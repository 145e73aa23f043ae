use std::fs;
use std::path::{Path, PathBuf};
use std::process::{Command, Output};
use std::sync::atomic::{AtomicUsize, Ordering};
use std::time::{SystemTime, UNIX_EPOCH};

static TEMP_COUNTER: AtomicUsize = AtomicUsize::new(0);

/// Variables that would leak the developer's own setup into a scenario
const ISOLATED_VARS: &[&str] = &[
    "CMPROBE_BASE_URL",
    "CMPROBE_EMAIL",
    "CMPROBE_PASSWORD",
    "CMPROBE_LOGIN_PATH",
    "CMPROBE_TIMEOUT",
    "CMPROBE_CONFIG",
    "CMPROBE_LOG",
];

#[derive(Clone)]
pub struct TestContext {
    pub bin_path: PathBuf,
    pub tmp_root: PathBuf,
}

pub struct TestEnv {
    pub root: PathBuf,
    pub home: PathBuf,
    pub xdg_config: PathBuf,
}

pub struct CommandOutput {
    pub status: i32,
    pub stdout: String,
    pub stderr: String,
}

impl TestContext {
    pub fn new() -> Result<Self, String> {
        let bin_path = if let Some(path) = option_env!("CARGO_BIN_EXE_cmprobe") {
            PathBuf::from(path)
        } else {
            let manifest_dir = std::env::var_os("CARGO_MANIFEST_DIR")
                .map(PathBuf::from)
                .ok_or_else(|| "CARGO_MANIFEST_DIR not set".to_string())?;
            let candidate = manifest_dir.join("target").join("debug").join("cmprobe");
            if !candidate.exists() {
                let status = Command::new("cargo")
                    .arg("build")
                    .current_dir(&manifest_dir)
                    .status()
                    .map_err(|e| format!("Failed to run cargo build: {}", e))?;
                if !status.success() {
                    return Err("cargo build failed".to_string());
                }
            }
            candidate
        };

        let tmp_root = std::env::temp_dir().join("cmprobe-e2e");
        fs::create_dir_all(&tmp_root).map_err(|e| format!("Failed to create temp root: {}", e))?;

        Ok(Self { bin_path, tmp_root })
    }

    pub fn create_env(&self, name: &str) -> Result<TestEnv, String> {
        let dir = self.unique_temp_dir(name)?;
        let home = dir.join("home");
        let xdg_config = home.join(".config");
        fs::create_dir_all(&xdg_config)
            .map_err(|e| format!("Failed to create config dir: {}", e))?;

        Ok(TestEnv {
            root: dir,
            home,
            xdg_config,
        })
    }

    fn unique_temp_dir(&self, name: &str) -> Result<PathBuf, String> {
        let counter = TEMP_COUNTER.fetch_add(1, Ordering::SeqCst);
        let nanos = SystemTime::now()
            .duration_since(UNIX_EPOCH)
            .map_err(|e| e.to_string())?
            .as_nanos();
        let dir = self
            .tmp_root
            .join(format!("{}-{}-{}", name, nanos, counter));
        fs::create_dir_all(&dir).map_err(|e| format!("Failed to create temp dir: {}", e))?;
        Ok(dir)
    }

    pub fn run_cmprobe(&self, env: &TestEnv, args: &[&str]) -> Result<CommandOutput, String> {
        self.run_cmprobe_with(env, args, &[])
    }

    /// Run the binary with extra environment variables set
    pub fn run_cmprobe_with(
        &self,
        env: &TestEnv,
        args: &[&str],
        vars: &[(&str, &str)],
    ) -> Result<CommandOutput, String> {
        if std::env::var("CMPROBE_E2E_LOG").is_ok() {
            eprintln!("command: cmprobe {:?} (env: {:?})", args, vars);
        }

        let mut command = Command::new(&self.bin_path);
        command
            .args(args)
            .current_dir(&env.root)
            .env("HOME", &env.home)
            .env("XDG_CONFIG_HOME", &env.xdg_config);
        for name in ISOLATED_VARS {
            command.env_remove(name);
        }
        for (name, value) in vars {
            command.env(name, value);
        }

        let output = command
            .output()
            .map_err(|e| format!("Failed to run command: {}", e))?;

        Ok(CommandOutput::from_output(output))
    }
}

impl TestEnv {
    /// Path of the default config file inside this environment
    pub fn config_file(&self) -> PathBuf {
        self.xdg_config.join("cmprobe").join("config.json")
    }
}

impl CommandOutput {
    pub fn from_output(output: Output) -> Self {
        let status = output.status.code().unwrap_or(-1);
        let stdout = String::from_utf8_lossy(&output.stdout).to_string();
        let stderr = String::from_utf8_lossy(&output.stderr).to_string();
        Self {
            status,
            stdout,
            stderr,
        }
    }

    pub fn assert_success(&self) -> Result<(), String> {
        if self.status == 0 {
            Ok(())
        } else {
            Err(format!(
                "Expected success, got exit {}.\nstdout: {}\nstderr: {}",
                self.status, self.stdout, self.stderr
            ))
        }
    }

    pub fn assert_failure(&self) -> Result<(), String> {
        if self.status != 0 {
            Ok(())
        } else {
            Err(format!(
                "Expected failure, got success.\nstdout: {}",
                self.stdout
            ))
        }
    }

    pub fn assert_stdout_contains(&self, needle: &str) -> Result<(), String> {
        if self.stdout.contains(needle) {
            Ok(())
        } else {
            Err(format!(
                "Expected stdout to contain '{}'.\nstdout: {}",
                needle, self.stdout
            ))
        }
    }

    pub fn assert_stdout_not_contains(&self, needle: &str) -> Result<(), String> {
        if !self.stdout.contains(needle) {
            Ok(())
        } else {
            Err(format!(
                "Expected stdout to not contain '{}'.\nstdout: {}",
                needle, self.stdout
            ))
        }
    }

    pub fn assert_stderr_contains(&self, needle: &str) -> Result<(), String> {
        if self.stderr.contains(needle) {
            Ok(())
        } else {
            Err(format!(
                "Expected stderr to contain '{}'.\nstderr: {}",
                needle, self.stderr
            ))
        }
    }
}

pub fn write_file(path: &Path, content: &str) -> Result<(), String> {
    if let Some(parent) = path.parent() {
        fs::create_dir_all(parent).map_err(|e| format!("Failed to create parent dirs: {}", e))?;
    }
    fs::write(path, content).map_err(|e| format!("Failed to write file: {}", e))
}

pub fn parse_json(output: &str) -> Result<serde_json::Value, String> {
    serde_json::from_str(output).map_err(|e| format!("Invalid JSON output: {}", e))
}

* * * *

--- Exercise directions ---
Search the data above for the string "nstderr" and copy each line that has it.

--- Solution to this problem ---
                "Expected success, got exit {}.\nstdout: {}\nstderr: {}",
                "Expected stderr to contain '{}'.\nstderr: {}",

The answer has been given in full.